**Dataset entries**
====

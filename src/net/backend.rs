//! Backend address resolution and dialing.
//!
//! # Responsibilities
//! - Classify the configured backend string as a Unix socket path or a TCP
//!   `host:port` (done once at startup)
//! - Dial a fresh plain-text connection to the backend per tunnel/request
//!
//! # Design Decisions
//! - Any absolute path is a Unix socket, whether or not it exists yet
//! - TCP addresses are not validated here; a bad address fails at dial time
//! - No pooling: every caller gets its own connection

use std::io;
use std::path::Path;
use std::pin::Pin;
use std::task::{Context, Poll};
use std::time::Duration;

use tokio::io::{AsyncRead, AsyncWrite, ReadBuf};
use tokio::net::TcpStream;
#[cfg(unix)]
use tokio::net::UnixStream;

use crate::resilience::with_deadline;

/// Transport used to reach the backend.
#[derive(Debug, Clone, Copy, PartialEq, Eq)]
pub enum Transport {
    UnixSocket,
    Tcp,
}

/// Where the proxy forwards traffic. Immutable once resolved.
#[derive(Debug, Clone, PartialEq, Eq)]
pub struct BackendTarget {
    transport: Transport,
    address: String,
}

impl BackendTarget {
    /// Classify a configured backend string.
    ///
    /// `/var/run/app.sock` → `(UnixSocket, /var/run/app.sock)`,
    /// `localhost:8080` → `(Tcp, localhost:8080)`.
    pub fn resolve(configured: &str) -> Self {
        let path = Path::new(configured);
        if path.is_absolute() {
            // `absolute` only normalizes separators and `.` components; it never touches the fs.
            let address = std::path::absolute(path)
                .map(|p| p.to_string_lossy().into_owned())
                .unwrap_or_else(|_| configured.to_string());
            return Self {
                transport: Transport::UnixSocket,
                address,
            };
        }

        Self {
            transport: Transport::Tcp,
            address: configured.to_string(),
        }
    }

    pub fn transport(&self) -> Transport {
        self.transport
    }

    pub fn address(&self) -> &str {
        &self.address
    }

    /// Value for the `Host` header when the inbound request carries none.
    pub fn authority(&self) -> &str {
        match self.transport {
            Transport::Tcp => &self.address,
            Transport::UnixSocket => "localhost",
        }
    }

    /// Open a new connection to the backend, bounded by `connect_timeout`.
    pub async fn dial(&self, connect_timeout: Duration) -> io::Result<BackendStream> {
        with_deadline("backend dial", connect_timeout, self.connect())
            .await
            .map_err(|elapsed| io::Error::new(io::ErrorKind::TimedOut, elapsed))?
    }

    async fn connect(&self) -> io::Result<BackendStream> {
        match self.transport {
            Transport::Tcp => {
                let stream = TcpStream::connect(&self.address).await?;
                stream.set_nodelay(true)?;
                Ok(BackendStream::Tcp(stream))
            }
            #[cfg(unix)]
            Transport::UnixSocket => Ok(BackendStream::Unix(UnixStream::connect(&self.address).await?)),
            #[cfg(not(unix))]
            Transport::UnixSocket => Err(io::Error::new(
                io::ErrorKind::Unsupported,
                "unix socket backends are not supported on this platform",
            )),
        }
    }
}

impl std::fmt::Display for BackendTarget {
    fn fmt(&self, f: &mut std::fmt::Formatter<'_>) -> std::fmt::Result {
        match self.transport {
            Transport::Tcp => write!(f, "tcp://{}", self.address),
            Transport::UnixSocket => write!(f, "unix:{}", self.address),
        }
    }
}

/// A connected backend socket of either transport.
#[derive(Debug)]
pub enum BackendStream {
    Tcp(TcpStream),
    #[cfg(unix)]
    Unix(UnixStream),
}

impl AsyncRead for BackendStream {
    fn poll_read(
        self: Pin<&mut Self>,
        cx: &mut Context<'_>,
        buf: &mut ReadBuf<'_>,
    ) -> Poll<io::Result<()>> {
        match self.get_mut() {
            BackendStream::Tcp(s) => Pin::new(s).poll_read(cx, buf),
            #[cfg(unix)]
            BackendStream::Unix(s) => Pin::new(s).poll_read(cx, buf),
        }
    }
}

impl AsyncWrite for BackendStream {
    fn poll_write(
        self: Pin<&mut Self>,
        cx: &mut Context<'_>,
        buf: &[u8],
    ) -> Poll<io::Result<usize>> {
        match self.get_mut() {
            BackendStream::Tcp(s) => Pin::new(s).poll_write(cx, buf),
            #[cfg(unix)]
            BackendStream::Unix(s) => Pin::new(s).poll_write(cx, buf),
        }
    }

    fn poll_flush(self: Pin<&mut Self>, cx: &mut Context<'_>) -> Poll<io::Result<()>> {
        match self.get_mut() {
            BackendStream::Tcp(s) => Pin::new(s).poll_flush(cx),
            #[cfg(unix)]
            BackendStream::Unix(s) => Pin::new(s).poll_flush(cx),
        }
    }

    fn poll_shutdown(self: Pin<&mut Self>, cx: &mut Context<'_>) -> Poll<io::Result<()>> {
        match self.get_mut() {
            BackendStream::Tcp(s) => Pin::new(s).poll_shutdown(cx),
            #[cfg(unix)]
            BackendStream::Unix(s) => Pin::new(s).poll_shutdown(cx),
        }
    }
}

#[cfg(test)]
mod tests {
    use super::*;
    use tokio::io::{AsyncReadExt, AsyncWriteExt};

    #[test]
    fn absolute_path_is_unix_socket() {
        let target = BackendTarget::resolve("/var/run/app.sock");
        assert_eq!(target.transport(), Transport::UnixSocket);
        assert_eq!(target.address(), "/var/run/app.sock");
    }

    #[test]
    fn missing_path_is_still_unix_socket() {
        let target = BackendTarget::resolve("/definitely/not/here.sock");
        assert_eq!(target.transport(), Transport::UnixSocket);
        assert_eq!(target.address(), "/definitely/not/here.sock");
    }

    #[test]
    fn host_port_is_tcp() {
        let target = BackendTarget::resolve("localhost:8080");
        assert_eq!(target.transport(), Transport::Tcp);
        assert_eq!(target.address(), "localhost:8080");
        assert_eq!(target.authority(), "localhost:8080");
    }

    #[test]
    fn malformed_address_is_not_rejected_up_front() {
        let target = BackendTarget::resolve("not a host");
        assert_eq!(target.transport(), Transport::Tcp);
        assert_eq!(target.address(), "not a host");
    }

    #[test]
    fn relative_path_is_tcp() {
        assert_eq!(BackendTarget::resolve("run/app.sock").transport(), Transport::Tcp);
    }

    #[test]
    fn display_names_transport() {
        assert_eq!(BackendTarget::resolve("127.0.0.1:1").to_string(), "tcp://127.0.0.1:1");
        assert_eq!(BackendTarget::resolve("/tmp/a.sock").to_string(), "unix:/tmp/a.sock");
    }

    #[tokio::test]
    async fn dials_tcp_backend() {
        let listener = tokio::net::TcpListener::bind("127.0.0.1:0").await.unwrap();
        let addr = listener.local_addr().unwrap();
        tokio::spawn(async move {
            let (mut socket, _) = listener.accept().await.unwrap();
            socket.write_all(b"hi").await.unwrap();
        });

        let target = BackendTarget::resolve(&addr.to_string());
        let mut stream = target.dial(Duration::from_secs(1)).await.unwrap();
        let mut buf = [0u8; 2];
        stream.read_exact(&mut buf).await.unwrap();
        assert_eq!(&buf, b"hi");
    }

    #[cfg(unix)]
    #[tokio::test]
    async fn dials_unix_backend() {
        let dir = tempfile::tempdir().unwrap();
        let path = dir.path().join("backend.sock");
        let listener = tokio::net::UnixListener::bind(&path).unwrap();
        tokio::spawn(async move {
            let (mut socket, _) = listener.accept().await.unwrap();
            socket.write_all(b"ok").await.unwrap();
        });

        let target = BackendTarget::resolve(path.to_str().unwrap());
        assert_eq!(target.transport(), Transport::UnixSocket);
        let mut stream = target.dial(Duration::from_secs(1)).await.unwrap();
        let mut buf = [0u8; 2];
        stream.read_exact(&mut buf).await.unwrap();
        assert_eq!(&buf, b"ok");
    }

    #[tokio::test]
    async fn unreachable_backend_fails_dial() {
        let listener = tokio::net::TcpListener::bind("127.0.0.1:0").await.unwrap();
        let addr = listener.local_addr().unwrap();
        drop(listener);

        let target = BackendTarget::resolve(&addr.to_string());
        assert!(target.dial(Duration::from_secs(1)).await.is_err());
    }
}
//! Timeout enforcement.
//!
//! # Responsibilities
//! - Put a deadline on every call that leaves the process (identity
//!   lookup, backend dial, TLS handshake, local API round-trips)
//! - Report which operation ran out of time
//!
//! # Design Decisions
//! - Uses Tokio's timeout facilities
//! - Expiry is an ordinary error value; callers apply their own policy

use std::future::Future;
use std::time::Duration;

/// An operation did not complete before its deadline.
#[derive(Debug, Clone, PartialEq, Eq, thiserror::Error)]
#[error("{operation} timed out after {after:?}")]
pub struct Elapsed {
    /// Short name of the operation, used in logs.
    pub operation: &'static str,
    /// The deadline that was exceeded.
    pub after: Duration,
}

/// Run `fut` to completion or give up after `after`.
///
/// The future is dropped on expiry, which cancels any I/O it had in flight.
pub async fn with_deadline<F>(
    operation: &'static str,
    after: Duration,
    fut: F,
) -> Result<F::Output, Elapsed>
where
    F: Future,
{
    tokio::time::timeout(after, fut)
        .await
        .map_err(|_| Elapsed { operation, after })
}
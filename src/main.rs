//! tsproxy
//!
//! Proxies TLS connections arriving over the overlay network to a local TCP
//! or Unix socket, authenticating every peer with the overlay daemon first.
//!
//! # Architecture Overview
//!
//! ```text
//!                      ┌──────────────────────────────────────────────────┐
//!                      │                     TSPROXY                      │
//!                      │                                                  │
//!   Overlay peer       │  ┌──────────┐   ┌─────────┐   ┌───────────────┐  │
//!   ───────────────────┼─▶│ listener │──▶│   tls   │──▶│ tunnel | http │──┼──▶ Backend
//!                      │  └──────────┘   └────┬────┘   └───────┬───────┘  │    (TCP / Unix)
//!                      │                      │ cert           │ whois    │
//!                      │                      ▼                ▼          │
//!                      │               ┌──────────────────────────────┐   │
//!                      │               │   overlay daemon local API   │   │
//!                      │               └──────────────────────────────┘   │
//!                      └──────────────────────────────────────────────────┘
//! ```

use std::path::PathBuf;
use std::process::ExitCode;

use clap::{CommandFactory, Parser};

use tsproxy::config::{resolve_config, Overrides};
use tsproxy::lifecycle::{trigger_on_signal, Proxy, Shutdown};
use tsproxy::observability::init_logging;
use tsproxy::ProxyMode;

#[derive(Parser)]
#[command(name = "tsproxy")]
#[command(version, about = "Proxy TLS connections from the overlay network to a local TCP or Unix socket", long_about = None)]
struct Cli {
    /// (Local) address to proxy connections to: host:port or an absolute socket path
    #[arg(long)]
    to: Option<String>,

    /// Overlay node name to use [default: aproxy]
    #[arg(long)]
    from: Option<String>,

    /// Raw TLS tunnel or HTTP reverse proxy [default: tunnel]
    #[arg(long, value_enum)]
    mode: Option<ProxyMode>,

    /// TOML configuration file
    #[arg(short, long)]
    config: Option<PathBuf>,

    /// Pre-authorized key used when the node needs to log in
    #[arg(long, env = "TS_AUTHKEY", hide_env_values = true)]
    auth_key: Option<String>,

    /// Directory for node state [default: <config dir>/tsproxy-<node>]
    #[arg(long)]
    state_dir: Option<PathBuf>,

    /// Log filter, e.g. "info" or "tsproxy=debug"
    #[arg(long)]
    log_level: Option<String>,
}

impl Cli {
    fn overrides(&self) -> Overrides {
        Overrides {
            mode: self.mode,
            backend: self.to.clone(),
            node_name: self.from.clone(),
            auth_key: self.auth_key.clone(),
            state_dir: self.state_dir.clone(),
            log_level: self.log_level.clone(),
        }
    }
}

#[tokio::main]
async fn main() -> ExitCode {
    let cli = Cli::parse();

    let config = match resolve_config(cli.config.as_deref(), cli.overrides()) {
        Ok(config) => config,
        Err(error) => {
            eprintln!("error: {error}\n");
            let _ = Cli::command().print_help();
            return ExitCode::from(2);
        }
    };

    if let Err(error) = init_logging(&config.observability) {
        eprintln!("error: {error}");
        return ExitCode::from(2);
    }

    tracing::info!(
        version = env!("CARGO_PKG_VERSION"),
        mode = %config.mode,
        node_name = %config.node_name,
        backend = %config.backend,
        "tsproxy starting"
    );

    let proxy = match Proxy::bootstrap(&config).await {
        Ok(proxy) => proxy,
        Err(error) => {
            tracing::error!(%error, "Startup failed");
            return ExitCode::FAILURE;
        }
    };

    let shutdown = Shutdown::new();
    tokio::spawn(trigger_on_signal(shutdown.clone()));
    proxy.run(shutdown).await;

    tracing::info!("Shutdown complete");
    ExitCode::SUCCESS
}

====

**Prompt**
Within the records above, find every line containing "complete" and report only how many there are.

**Task response**
2